Carving a place in man's world of neurosurgery
Growing up in the rural town of Engcobo in former Transkei, Coceka Mfundisi always had a dream to be a doctor.
The 36-year-old now based in Gauteng was the fifth black woman in South Africa to qualify as a neurosurgeon.
Mfundisi graduated at the University of Cape Town (UCT) with a Bachelor of Medicine and Surgery. She also has a Master of Medicine in neurosurgery from the University of Pretoria. Her special interest is neurotrauma, neuro-oncology and spinal surgery.
Her job entails surgical treatment of neurological conditions which affect the head, brain and spine, including the spinal cord and its nerve roots.

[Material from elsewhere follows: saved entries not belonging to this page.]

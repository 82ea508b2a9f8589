//! # Test Utilities for rawtx
//!
//! - [`temp_config`] - Write a configuration file into an isolated temp dir
//! - [`new_args`] - Arguments for `rawtx new` matching the EIP-155 example
//! - [`RecordingBroadcaster`] - A [`Broadcast`] that records instead of sending
//!
//! ## Proptest Strategies
//!
//! - [`ethereum_address`] - 0x-prefixed 20-byte addresses
//! - [`hex_bytes`] - hex payloads with or without a prefix
//! - [`ether_amount`] - decimal ether strings with up to 18 fractional digits

#![allow(dead_code)]

use std::cell::RefCell;
use std::fmt::Write as FmtWrite;
use std::path::PathBuf;

use proptest::prelude::*;
use rawtx::cli::{NewArgs, OutputFormat};
use rawtx::Broadcast;
use rawtx_core::error::NetworkResult;
use tempfile::TempDir;

/// Private key from the EIP-155 example (`0x46` repeated).
pub const EIP155_KEY: &str = "4646464646464646464646464646464646464646464646464646464646464646";

/// Address of [`EIP155_KEY`].
pub const EIP155_SENDER: &str = "0x9d8A62f656a8d1615C1294fd71e9CFb3E4855A4F";

/// The EIP-155 example transaction signed for chain 1.
pub const EIP155_SIGNED: &str = "f86c098504a817c800825208943535353535353535353535353535353535353535880de0b6b3a76400008025a028ef61340bd939bc2195fe537567866003e1a15d3c71ff63e1590620aa636276a067cbe9d8997f761aecb703304b3800ccf555c9f3dc64214b297fb1966a3b6d83";

/// Create a temp dir holding `config.toml` with `contents`.
///
/// The directory is removed when the returned [`TempDir`] drops.
pub fn temp_config(contents: &str) -> (TempDir, PathBuf) {
    let dir = tempfile::tempdir().expect("failed to create temp dir");
    let path = dir.path().join("config.toml");
    std::fs::write(&path, contents).expect("failed to write config");
    (dir, path)
}

/// `new` arguments for the EIP-155 example: nonce 9, 20 gwei, 21000 gas,
/// 1 ether to `0x3535...35`.
pub fn new_args() -> NewArgs {
    NewArgs {
        privkey: EIP155_KEY.to_string(),
        to: Some(format!("0x{}", "35".repeat(20))),
        data: String::new(),
        value: "1".to_string(),
        gas_price: Some("20000000000".to_string()),
        gas_limit: Some("21000".to_string()),
        nonce: 9,
        chain_id: None,
        format: OutputFormat::Text,
    }
}

/// Pull the `Hex:` line out of a text summary.
pub fn hex_line(summary: &str) -> String {
    summary
        .lines()
        .find_map(|line| line.strip_prefix("Hex:"))
        .map(|hex| hex.trim().to_string())
        .expect("summary has a Hex line")
}

/// Records every broadcast and answers with a canned body.
#[derive(Debug, Default)]
pub struct RecordingBroadcaster {
    pub sent: RefCell<Vec<String>>,
}

impl RecordingBroadcaster {
    pub fn calls(&self) -> usize {
        self.sent.borrow().len()
    }
}

impl Broadcast for RecordingBroadcaster {
    fn broadcast(&self, raw_hex: &str) -> NetworkResult<String> {
        self.sent.borrow_mut().push(raw_hex.to_string());
        Ok(format!(
            r#"{{"jsonrpc":"2.0","id":1,"result":"0x{}"}}"#,
            "ab".repeat(32)
        ))
    }
}

/// Strategy for 0x-prefixed lowercase addresses.
pub fn ethereum_address() -> impl Strategy<Value = String> {
    prop::array::uniform20(any::<u8>()).prop_map(|bytes| {
        let mut s = String::with_capacity(42);
        s.push_str("0x");
        for byte in bytes {
            let _ = write!(s, "{byte:02x}");
        }
        s
    })
}

/// Strategy for hex payloads up to `max_len` bytes, randomly `0x`-prefixed.
pub fn hex_bytes(max_len: usize) -> impl Strategy<Value = String> {
    (prop::collection::vec(any::<u8>(), 0..=max_len), any::<bool>()).prop_map(
        |(bytes, prefixed)| {
            let hex = hex::encode(bytes);
            if prefixed {
                format!("0x{hex}")
            } else {
                hex
            }
        },
    )
}

/// Strategy for decimal ether amounts such as `12`, `0.5` or `.000001`.
pub fn ether_amount() -> impl Strategy<Value = String> {
    prop_oneof![
        (0u64..1_000_000).prop_map(|n| n.to_string()),
        (0u64..1_000_000, "[0-9]{1,18}").prop_map(|(n, frac)| format!("{n}.{frac}")),
        "[0-9]{1,18}".prop_map(|frac| format!(".{frac}")),
    ]
}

"It was not smooth sailing but determination kept me going. I first came across neurosurgery at UCT as an undergrad. I was generally fascinated by neuroscience and my [temperament] would lead me to an interest in neurosurgery," Mfundisi said.
"One of the trainees nurtured my curiosity and took me to theatre where he removed a tumour. It was amazing how quickly the patient recovered and from that moment I knew, I wanted to do the same thing. At that moment neurosurgery made sense to me, especially because I like to walk unchartered territories and at the time there were no black women neurosurgeons and I saw that as a nice challenge."
Mfundisi was told she would last six months before succumbing to the pressure.
"The training can be very intense but the challenges of misogyny and racism had to be overcome. "Because there were not many women doing neurosurgery, I felt it to be such a lonely journey. There was an elderly neurosurgeon who once advised that this speciality was not suitable for a woman like myself. However, I was not going to be deterred so I went on despite such discouraging remarks. I'm glad I pushed harder as this is a fascinating speciality that can give excellent outcomes. It can also lead to heart-breaks for the surgeon when things don't go well."
She said there were few women of all races. "At times I feel that there are so many man-made barriers to discourage women in general from taking on the speciality."